— What the task requires —
Quote the lines below exactly, from the one that holds "if let Some(dir) = data_dir_override" through the final line of the records, and only those.

(Saved entries)
----

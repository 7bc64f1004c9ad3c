use crate::error::{EcoWoodError, Result};
use dialoguer::{Input, Select};
use serde::{Deserialize, Serialize};
use std::path::{Path, PathBuf};
use std::time::Duration;

#[derive(Debug, Clone, Default, Deserialize, Serialize)]
pub struct Config {
    #[serde(default)]
    pub engine: EngineConfig,
    #[serde(default)]
    pub host: HostConfig,
    #[serde(default)]
    pub storage: StorageConfig,
}

/// Constants the normalizer asserts on every request.
#[derive(Debug, Clone, Deserialize, Serialize)]
pub struct EngineConfig {
    /// Freight cost at or above this margin makes shipping unprofitable.
    #[serde(default = "default_profit_margin")]
    pub profit_margin: f64,
    #[serde(default = "default_enabled")]
    pub assume_compost_market: bool,
    #[serde(default = "default_enabled")]
    pub assume_gardening_demand: bool,
}

fn default_profit_margin() -> f64 {
    20.0
}

fn default_enabled() -> bool {
    true
}

impl Default for EngineConfig {
    fn default() -> Self {
        Self {
            profit_margin: default_profit_margin(),
            assume_compost_market: true,
            assume_gardening_demand: true,
        }
    }
}

#[derive(Debug, Clone, Copy, Default, PartialEq, Eq, Deserialize, Serialize, clap::ValueEnum)]
#[serde(rename_all = "lowercase")]
pub enum WorkerMode {
    /// Fresh blocking task per request, rule base shared read-only.
    #[default]
    Thread,
    /// Fresh child process per request.
    Process,
}

impl WorkerMode {
    pub fn as_str(&self) -> &'static str {
        match self {
            WorkerMode::Thread => "thread",
            WorkerMode::Process => "process",
        }
    }
}

#[derive(Debug, Clone, Deserialize, Serialize)]
pub struct HostConfig {
    #[serde(default)]
    pub mode: WorkerMode,
    #[serde(default = "default_timeout_ms")]
    pub timeout_ms: u64,
    /// Program run in process mode. Defaults to the current executable.
    #[serde(default, skip_serializing_if = "Option::is_none")]
    pub worker_program: Option<PathBuf>,
}

fn default_timeout_ms() -> u64 {
    10_000
}

impl HostConfig {
    pub fn timeout(&self) -> Duration {
        Duration::from_millis(self.timeout_ms.max(1))
    }
}

impl Default for HostConfig {
    fn default() -> Self {
        Self {
            mode: WorkerMode::Thread,
            timeout_ms: default_timeout_ms(),
            worker_program: None,
        }
    }
}

#[derive(Debug, Clone, Default, Deserialize, Serialize)]
pub struct StorageConfig {
    #[serde(default, skip_serializing_if = "Option::is_none")]
    pub data_dir: Option<PathBuf>,
}

impl Config {
    /// Loads the YAML config. An explicit path must exist; otherwise the
    /// standard locations are searched and built-in defaults are used when
    /// nothing is found.
    pub fn load(config_override: Option<&PathBuf>) -> Result<Self> {
        let config_path = match config_override {
            Some(p) if !p.exists() => {
                return Err(EcoWoodError::Config(format!(
                    "Config file not found at {:?}",
                    p
                )));
            }
            Some(p) => p.clone(),
            None => match Self::find_config_path() {
                Some(p) => p,
                None => {
                    tracing::debug!("No config file found, using defaults");
                    return Ok(Self::default());
                }
            },
        };

        Self::from_path(&config_path)
    }

    pub fn from_path(path: &Path) -> Result<Self> {
        let config_str = std::fs::read_to_string(path)
            .map_err(|e| EcoWoodError::Config(format!("Failed to read config: {}", e)))?;

        let config_str = Self::substitute_env_vars(&config_str)?;
        Self::parse(&config_str)
    }

    pub fn parse(yaml: &str) -> Result<Self> {
        let config: Config = serde_yaml::from_str(yaml)
            .map_err(|e| EcoWoodError::Config(format!("Failed to parse config: {}", e)))?;
        config.validate()?;
        Ok(config)
    }

    fn validate(&self) -> Result<()> {
        if !self.engine.profit_margin.is_finite() || self.engine.profit_margin < 0.0 {
            return Err(EcoWoodError::Config(format!(
                "engine.profit_margin must be a non-negative number, got {}",
                self.engine.profit_margin
            )));
        }
        if self.host.timeout_ms == 0 {
            return Err(EcoWoodError::Config(
                "host.timeout_ms must be greater than zero".into(),
            ));
        }
        Ok(())
    }

    /// Search for config.yaml in standard locations.
    fn find_config_path() -> Option<PathBuf> {
        let local_config = PathBuf::from("config/config.yaml");
        if local_config.exists() {
            return Some(local_config);
        }

        dirs::config_dir()
            .map(|dir| dir.join("ecowood").join("config.yaml"))
            .filter(|p| p.exists())
    }

    /// Default path for writing new config files (~/.config/ecowood/config.yaml).
    pub fn default_config_path() -> Result<PathBuf> {
        let config_dir = dirs::config_dir()
            .ok_or_else(|| EcoWoodError::Config("Cannot determine config directory".into()))?
            .join("ecowood");
        Ok(config_dir.join("config.yaml"))
    }

    /// Run interactive setup prompts and write config to disk.
    pub fn setup_interactive() -> Result<(Self, PathBuf)> {
        println!();
        println!("EcoWood setup");
        println!();

        let profit_margin: f64 = Input::new()
            .with_prompt("  Profit margin per unit (freight at or above it is unprofitable)")
            .default(default_profit_margin())
            .interact_text()
            .map_err(|e| EcoWoodError::Config(format!("Input error: {}", e)))?;

        let modes = [WorkerMode::Thread, WorkerMode::Process];
        let mode_idx = Select::new()
            .with_prompt("  Worker isolation")
            .items(&modes.iter().map(WorkerMode::as_str).collect::<Vec<_>>())
            .default(0)
            .interact()
            .map_err(|e| EcoWoodError::Config(format!("Input error: {}", e)))?;

        let timeout_ms: u64 = Input::new()
            .with_prompt("  Evaluation timeout (ms)")
            .default(default_timeout_ms())
            .interact_text()
            .map_err(|e| EcoWoodError::Config(format!("Input error: {}", e)))?;

        println!();

        let config = Config {
            engine: EngineConfig {
                profit_margin,
                ..EngineConfig::default()
            },
            host: HostConfig {
                mode: modes[mode_idx],
                timeout_ms,
                worker_program: None,
            },
            storage: StorageConfig::default(),
        };
        config.validate()?;

        let config_path = Self::default_config_path()?;
        if let Some(parent) = config_path.parent() {
            std::fs::create_dir_all(parent)?;
        }

        let yaml = serde_yaml::to_string(&config)?;
        let content = format!(
            "# EcoWood Configuration\n# Generated by `ecowood init`\n# Environment variable substitution (${{VAR}}) is supported.\n\n{}",
            yaml
        );
        std::fs::write(&config_path, content)?;

        println!("Configuration saved to {}", config_path.display());
        println!();

        Ok((config, config_path))
    }

    fn substitute_env_vars(content: &str) -> Result<String> {
        let mut result = content.to_string();

        let re = regex_lite::Regex::new(r"\$\{([A-Z_][A-Z0-9_]*)\}")
            .map_err(|e| EcoWoodError::Config(format!("Invalid substitution pattern: {}", e)))?;

        for cap in re.captures_iter(content) {
            let var_name = &cap[1];
            let placeholder = &cap[0];
            if let Ok(value) = std::env::var(var_name) {
                result = result.replace(placeholder, &value);
            }
        }

        Ok(result)
    }

    pub fn data_dir(&self, data_dir_override: Option<&PathBuf>) -> Result<PathBuf> {
        // CLI override takes priority
        if let Some(dir) = data_dir_override {
            std::fs::create_dir_all(dir)?;
            return Ok(dir.clone());
        }

        if let Ok(dir) = std::env::var("ECOWOOD_DATA_DIR") {
            let p = PathBuf::from(dir);
            std::fs::create_dir_all(&p)?;
            return Ok(p);
        }

        if let Some(dir) = &self.storage.data_dir {
            std::fs::create_dir_all(dir)?;
            return Ok(dir.clone());
        }

        let data_dir = dirs::data_dir()
            .ok_or_else(|| EcoWoodError::Config("Cannot determine data directory".into()))?
            .join("ecowood");

        std::fs::create_dir_all(&data_dir)?;
        Ok(data_dir)
    }

    pub fn db_path(&self, data_dir_override: Option<&PathBuf>) -> Result<PathBuf> {
        Ok(self.data_dir(data_dir_override)?.join("ecowood.db"))
    }
}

----

— Solution below —
        if let Some(dir) = data_dir_override {
            std::fs::create_dir_all(dir)?;
            return Ok(dir.clone());
        }

        if let Ok(dir) = std::env::var("ECOWOOD_DATA_DIR") {
            let p = PathBuf::from(dir);
            std::fs::create_dir_all(&p)?;
            return Ok(p);
        }

        if let Some(dir) = &self.storage.data_dir {
            std::fs::create_dir_all(dir)?;
            return Ok(dir.clone());
        }

        let data_dir = dirs::data_dir()
            .ok_or_else(|| EcoWoodError::Config("Cannot determine data directory".into()))?
            .join("ecowood");

        std::fs::create_dir_all(&data_dir)?;
        Ok(data_dir)
    }

    pub fn db_path(&self, data_dir_override: Option<&PathBuf>) -> Result<PathBuf> {
        Ok(self.data_dir(data_dir_override)?.join("ecowood.db"))
    }
}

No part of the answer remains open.